A small group of elusive neurons in the brain's cortex play a big role in ALS (amyotrophic lateral sclerosis), a swift and fatal neurodegenerative disease that paralyzes its victims. But the neurons have always been difficult to study because there are so few of them and they look so similar to other neurons in the cortex.
In a new preclinical study, a Northwestern Medicine® scientist has isolated the motor neurons in the brain that die in ALS and, for the first time, dressed them in a green fluorescent jacket. Now they're impossible to miss and easy to study.
The cells slide on neon jackets when they are born and continue to wear them as they age and become sick. As a result, scientists will now be able to track what goes wrong in these cells to cause their deaths and be able to search for effective treatments.
"We have developed the tool to investigate what makes these cells become vulnerable and sick," said Hande Ozdinler, senior author of the study and assistant professor of neurology at Northwestern University Feinberg School of Medicine. "This was not possible before."
Ozdinler and colleagues also identified the motor neurons that don't die, enabling scientists to study what protects them.
The study will be published in the Journal of Neuroscience on May 1.
ALS, also known as Lou Gehrig's disease, causes the death of muscle-controlling nerve cells in the brain and spinal cord (motor neurons). It results in rapidly progressing paralysis and death usually within three to five years of the onset of symptoms.
There are about 75,000 upper motor neurons affected in ALS out of some 2 billion cells in the brain. Previously, the only way to study the upper motor neurons was to extract them through surgery, a difficult process that was beyond the scope of most scientists and still didn't allow examination of the ailing neurons at various stages of the disease.

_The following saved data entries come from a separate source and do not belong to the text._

//! Redpin Domain Model
//!
//! Readings, measurements and the location types a fingerprint is bound to.

mod location;
mod measurement;
mod reading;

pub use location::{Fingerprint, Location, Map};
pub use measurement::Measurement;
pub use reading::{BluetoothReading, GsmReading, WifiReading};
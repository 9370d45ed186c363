//! Signal readings reported by client devices

use serde::{Deserialize, Serialize};

/// GSM cell reading
#[derive(Debug, Clone, PartialEq, Eq, Default, Serialize, Deserialize)]
pub struct GsmReading {
    /// Storage id, `None` until persisted
    pub id: Option<i64>,
    pub cell_id: String,
    /// Location area code
    pub area_id: String,
    pub signal_strength: i32,
    /// Mobile country code
    pub mcc: String,
    /// Mobile network code
    pub mnc: String,
    pub network_name: String,
}

impl GsmReading {
    /// Create an unsaved reading for a cell
    pub fn new(
        cell_id: impl Into<String>,
        area_id: impl Into<String>,
        signal_strength: i32,
    ) -> Self {
        Self {
            cell_id: cell_id.into(),
            area_id: area_id.into(),
            signal_strength,
            ..Default::default()
        }
    }

    /// Set the operator codes and name
    pub fn with_network(
        mut self,
        mcc: impl Into<String>,
        mnc: impl Into<String>,
        network_name: impl Into<String>,
    ) -> Self {
        self.mcc = mcc.into();
        self.mnc = mnc.into();
        self.network_name = network_name.into();
        self
    }
}

/// WiFi access point reading
#[derive(Debug, Clone, PartialEq, Eq, Default, Serialize, Deserialize)]
pub struct WifiReading {
    pub id: Option<i64>,
    pub bssid: String,
    pub ssid: String,
    /// Received signal strength (dBm)
    pub rssi: i32,
    pub wep_enabled: bool,
    /// Infrastructure mode (false for ad-hoc networks)
    pub infrastructure: bool,
}

impl WifiReading {
    pub fn new(bssid: impl Into<String>, ssid: impl Into<String>, rssi: i32) -> Self {
        Self {
            id: None,
            bssid: bssid.into(),
            ssid: ssid.into(),
            rssi,
            wep_enabled: false,
            infrastructure: true,
        }
    }
}

/// Bluetooth device sighting
#[derive(Debug, Clone, PartialEq, Eq, Default, Serialize, Deserialize)]
pub struct BluetoothReading {
    pub id: Option<i64>,
    pub bluetooth_address: String,
    pub friendly_name: String,
    pub major_device_class: String,
    pub minor_device_class: String,
}

impl BluetoothReading {
    pub fn new(bluetooth_address: impl Into<String>, friendly_name: impl Into<String>) -> Self {
        Self {
            bluetooth_address: bluetooth_address.into(),
            friendly_name: friendly_name.into(),
            ..Default::default()
        }
    }
}

#[cfg(test)]
mod tests {
    use super::*;

    #[test]
    fn test_gsm_with_network() {
        let reading = GsmReading::new("4711", "1234", -73).with_network("228", "01", "Swisscom");
        assert_eq!((reading.mcc.as_str(), reading.mnc.as_str()), ("228", "01"));
        assert_eq!(reading.network_name, "Swisscom");
        assert_eq!(reading.id, None);
    }

    #[test]
    fn test_wifi_defaults_to_infrastructure() {
        let reading = WifiReading::new("00:11:22:33:44:55", "eth", -60);
        assert!(reading.infrastructure);
        assert!(!reading.wep_enabled);
    }
}
//! Maps, locations and fingerprints

use serde::{Deserialize, Serialize};

/// Floor plan a location is placed on
#[derive(Debug, Clone, PartialEq, Eq, Default, Serialize, Deserialize)]
pub struct Map {
    pub id: Option<i64>,
    pub name: String,
    /// Where clients fetch the map image
    pub url: String,
}

/// Named point on a map
#[derive(Debug, Clone, PartialEq, Eq, Default, Serialize, Deserialize)]
pub struct Location {
    pub id: Option<i64>,
    pub map_id: Option<i64>,
    pub symbolic_id: String,
    /// Pixel coordinates on the map image
    pub map_x: i32,
    pub map_y: i32,
    pub accuracy: i32,
}

/// Association of a measurement with the location it was taken at
#[derive(Debug, Clone, Copy, PartialEq, Eq, Default, Serialize, Deserialize)]
pub struct Fingerprint {
    pub id: Option<i64>,
    pub location_id: i64,
    pub measurement_id: i64,
}

impl Fingerprint {
    pub fn new(location_id: i64, measurement_id: i64) -> Self {
        Self {
            id: None,
            location_id,
            measurement_id,
        }
    }
}
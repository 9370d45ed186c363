//! Measurement Home
//!
//! A measurement is stored as a header record plus one vector per reading
//! type, keyed by the header id.

use crate::entity::{Entity, MeasurementRecord};
use crate::factory::{FactoryHandle, HomeFactory};
use crate::home::EntityHome;
use crate::identifier::MEASUREMENT;
use crate::vector::VectorHome;
use crate::StorageError;
use model::{BluetoothReading, GsmReading, Measurement, WifiReading};
use std::sync::Arc;
use tracing::{debug, error, warn};

/// Reading ids linked to one measurement, per reading type
#[derive(Debug, Default)]
struct Members {
    gsm: Vec<i64>,
    wifi: Vec<i64>,
    bluetooth: Vec<i64>,
}

/// Best-effort removal of every member of a vector not in `kept`.
/// Failures are only logged.
async fn discard_added<T: Entity>(home: &dyn VectorHome<T>, vector_id: i64, kept: &[i64]) {
    let current = match home.member_ids(vector_id).await {
        Ok(ids) => ids,
        Err(err) => {
            warn!(
                "Could not list {} members of measurement {}: {}",
                home.contained_object_identifier(),
                vector_id,
                err
            );
            return;
        }
    };

    for id in current.into_iter().filter(|id| !kept.contains(id)) {
        if let Err(err) = home.remove_member(vector_id, id).await {
            warn!(
                "Could not roll back {} {} of measurement {}: {}",
                home.contained_object_identifier(),
                id,
                vector_id,
                err
            );
        }
    }
}

/// Homes a measurement is spread over
struct Parts {
    headers: Arc<EntityHome<MeasurementRecord>>,
    gsm: Arc<dyn VectorHome<GsmReading>>,
    wifi: Arc<dyn VectorHome<WifiReading>>,
    bluetooth: Arc<dyn VectorHome<BluetoothReading>>,
}

impl Parts {
    async fn assemble(&self, header: MeasurementRecord) -> Result<Measurement, StorageError> {
        let id = header.id.ok_or_else(|| StorageError::Unsaved {
            kind: MEASUREMENT.to_string(),
        })?;

        Ok(Measurement {
            id: Some(id),
            timestamp_ms: header.timestamp_ms,
            gsm_readings: self.gsm.get_vector(id).await?,
            wifi_readings: self.wifi.get_vector(id).await?,
            bluetooth_readings: self.bluetooth.get_vector(id).await?,
        })
    }

    async fn members(&self, id: i64) -> Result<Members, StorageError> {
        Ok(Members {
            gsm: self.gsm.member_ids(id).await?,
            wifi: self.wifi.member_ids(id).await?,
            bluetooth: self.bluetooth.member_ids(id).await?,
        })
    }

    async fn add_vectors(
        &self,
        id: i64,
        measurement: &mut Measurement,
    ) -> Result<(), StorageError> {
        self.gsm.add_vector(id, &mut measurement.gsm_readings).await?;
        self.wifi.add_vector(id, &mut measurement.wifi_readings).await?;
        self.bluetooth
            .add_vector(id, &mut measurement.bluetooth_readings)
            .await?;
        Ok(())
    }

    async fn remove_members(&self, id: i64, members: &Members) -> Result<(), StorageError> {
        for member in &members.gsm {
            self.gsm.remove_member(id, *member).await?;
        }
        for member in &members.wifi {
            self.wifi.remove_member(id, *member).await?;
        }
        for member in &members.bluetooth {
            self.bluetooth.remove_member(id, *member).await?;
        }
        Ok(())
    }

    /// Drop every reading of vector `id` that is not in `kept`
    async fn roll_back(&self, id: i64, kept: &Members) {
        discard_added(&*self.gsm, id, &kept.gsm).await;
        discard_added(&*self.wifi, id, &kept.wifi).await;
        discard_added(&*self.bluetooth, id, &kept.bluetooth).await;
    }

    async fn remove_vectors(&self, id: i64) -> Result<usize, StorageError> {
        Ok(self.gsm.remove_vector(id).await?
            + self.wifi.remove_vector(id).await?
            + self.bluetooth.remove_vector(id).await?)
    }
}

/// Persistence for whole measurements.
///
/// Writes go to a copy of the caller's measurement; the caller only sees
/// new ids once every part is stored. A failed write removes what it added
/// and leaves the caller's measurement untouched.
#[derive(Debug)]
pub struct MeasurementHome {
    factory: FactoryHandle,
}

impl MeasurementHome {
    pub fn new(factory: FactoryHandle) -> Self {
        Self { factory }
    }

    fn factory(&self) -> Result<HomeFactory, StorageError> {
        self.factory.upgrade().ok_or_else(|| {
            error!("Measurement home used after its factory was dropped");
            StorageError::ConfigurationError("home factory is gone".to_string())
        })
    }

    /// Resolve every part before touching storage
    fn parts(&self) -> Result<Parts, StorageError> {
        let factory = self.factory()?;
        Ok(Parts {
            headers: factory.entity_home::<MeasurementRecord>()?,
            gsm: factory.gsm_reading_vector_home()?,
            wifi: factory.wifi_reading_vector_home()?,
            bluetooth: factory.bluetooth_reading_vector_home()?,
        })
    }

    /// Persist a measurement and all of its readings, assigning ids
    pub async fn add(&self, measurement: &mut Measurement) -> Result<i64, StorageError> {
        let parts = self.parts()?;

        let mut header = MeasurementRecord::from(&*measurement);
        let id = parts.headers.add(&mut header).await?;

        let mut staged = measurement.clone();
        staged.clear_ids();
        staged.id = Some(id);
        if let Err(err) = parts.add_vectors(id, &mut staged).await {
            warn!("Storing readings of measurement {} failed: {}", id, err);
            parts.roll_back(id, &Members::default()).await;
            if let Err(cleanup) = parts.headers.remove(id).await {
                warn!("Orphaned measurement {} left behind: {}", id, cleanup);
            }
            return Err(err);
        }
        *measurement = staged;

        debug!(
            "Added measurement {} with {} readings",
            id,
            measurement.reading_count()
        );
        Ok(id)
    }

    pub async fn get(&self, id: i64) -> Result<Measurement, StorageError> {
        let parts = self.parts()?;
        let header = parts.headers.get(id).await?;
        parts.assemble(header).await
    }

    /// All measurements, ordered by id
    pub async fn get_all(&self) -> Result<Vec<Measurement>, StorageError> {
        let parts = self.parts()?;

        let mut measurements = Vec::new();
        for header in parts.headers.get_all().await? {
            measurements.push(parts.assemble(header).await?);
        }
        Ok(measurements)
    }

    /// Rewrite the header and replace every reading vector.
    ///
    /// The new readings are stored before the header is rewritten and the
    /// old readings are removed last, so a failure never loses the stored
    /// measurement.
    pub async fn update(&self, measurement: &mut Measurement) -> Result<(), StorageError> {
        let parts = self.parts()?;
        let id = measurement.id.ok_or_else(|| StorageError::Unsaved {
            kind: MEASUREMENT.to_string(),
        })?;

        if !parts.headers.contains(id).await? {
            return Err(StorageError::not_found(MEASUREMENT.as_str(), id));
        }
        let previous = parts.members(id).await?;

        let mut staged = measurement.clone();
        staged.clear_ids();
        staged.id = Some(id);
        let mut written = parts.add_vectors(id, &mut staged).await;
        if written.is_ok() {
            written = parts.headers.update(&MeasurementRecord::from(&staged)).await;
        }
        if let Err(err) = written {
            warn!("Updating measurement {} failed: {}", id, err);
            parts.roll_back(id, &previous).await;
            return Err(err);
        }
        *measurement = staged;

        // Header and new readings are committed; stale readings go last
        if let Err(err) = parts.remove_members(id, &previous).await {
            warn!("Stale readings of measurement {} remain: {}", id, err);
            return Err(err);
        }

        debug!("Updated measurement {}", id);
        Ok(())
    }

    /// Delete a measurement together with its readings
    pub async fn remove(&self, id: i64) -> Result<(), StorageError> {
        let parts = self.parts()?;

        if !parts.headers.contains(id).await? {
            return Err(StorageError::not_found(MEASUREMENT.as_str(), id));
        }
        let readings = parts.remove_vectors(id).await?;
        parts.headers.remove(id).await?;

        debug!("Removed measurement {} and {} readings", id, readings);
        Ok(())
    }

    pub async fn count(&self) -> Result<u64, StorageError> {
        self.parts()?.headers.count().await
    }
}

"You couldn't study them at the cellular level, so the research field ignored them," Ozdinler said. She is one of the few scientists in the country who studies cortical motor neurons. Most of ALS research has focused on the death of motor neurons in the spinal cord.
Key puzzle piece: Why ALS moves so swiftly
But the brain's motor neurons are a key piece of the ALS puzzle. Their disintegration explains why the disease advances more swiftly than other neurodegenerative diseases. It had previously been thought that the spinal motor neurons died first and their demise led to the secondary death of the brain's motor neurons. But Ozdinler's recent research showed that the motor neurons in the brain and spinal cord die simultaneously.
"The whole system collapses at once," Ozdinler said. "It's degeneration from both ends which is why the disease moves so swiftly."
Every voluntary movement is initiated and modulated by upper motor neurons -- answering a cell phone, typing an email, walking to the store. The upper motor neurons tell the spinal motor neurons what to do. In ALS, both the directing neurons and the neurons that create the movement disintegrate at the same time.
Finding the light that never goes out
Ozdinler spent the last four years figuring out how to permanently sheath cortical motor neurons in fluorescence.
Although scientists can flag spinal cord motor neurons in fluorescence, it wears off as the neuron ages because the process uses an embryonic gene. Ozdinler wanted a longer lasting effect so scientists could study the neuron as it ages and develops ALS. She sorted through 6,000 upper motor neuron genes that are vulnerable to ALS before she found one -- UCHL1 -- that is expressed through adulthood.
She used that gene -- which had been cloned with the fluorescence molecule -- and created a mouse model whose upper motor neurons shimmer in green. Then she mated that mouse with an ALS transgenic mouse model. The result is a mouse with fluorescent diseased motor neurons in the brain.
"Now we have a model of one motor neuron population that dies and one that is resistant," Ozdinler said. "That's the perfect experiment. You can ask what does this neuron have that makes it resistant and what does the other one have that makes it vulnerable? That's what we will find out."
Marina Yasvoina, a graduate student, and Baris Genc, a postdoctoral fellow, both in Ozdinler's lab, are the lead authors of the paper. Ozdinler collaborated with Gordon Shepherd, associate professor of physiology, and C.J. Heckman, professor in physiology, both at Feinberg.
"This work was possible thanks to the collaborative nature of Northwestern," Ozdinler said.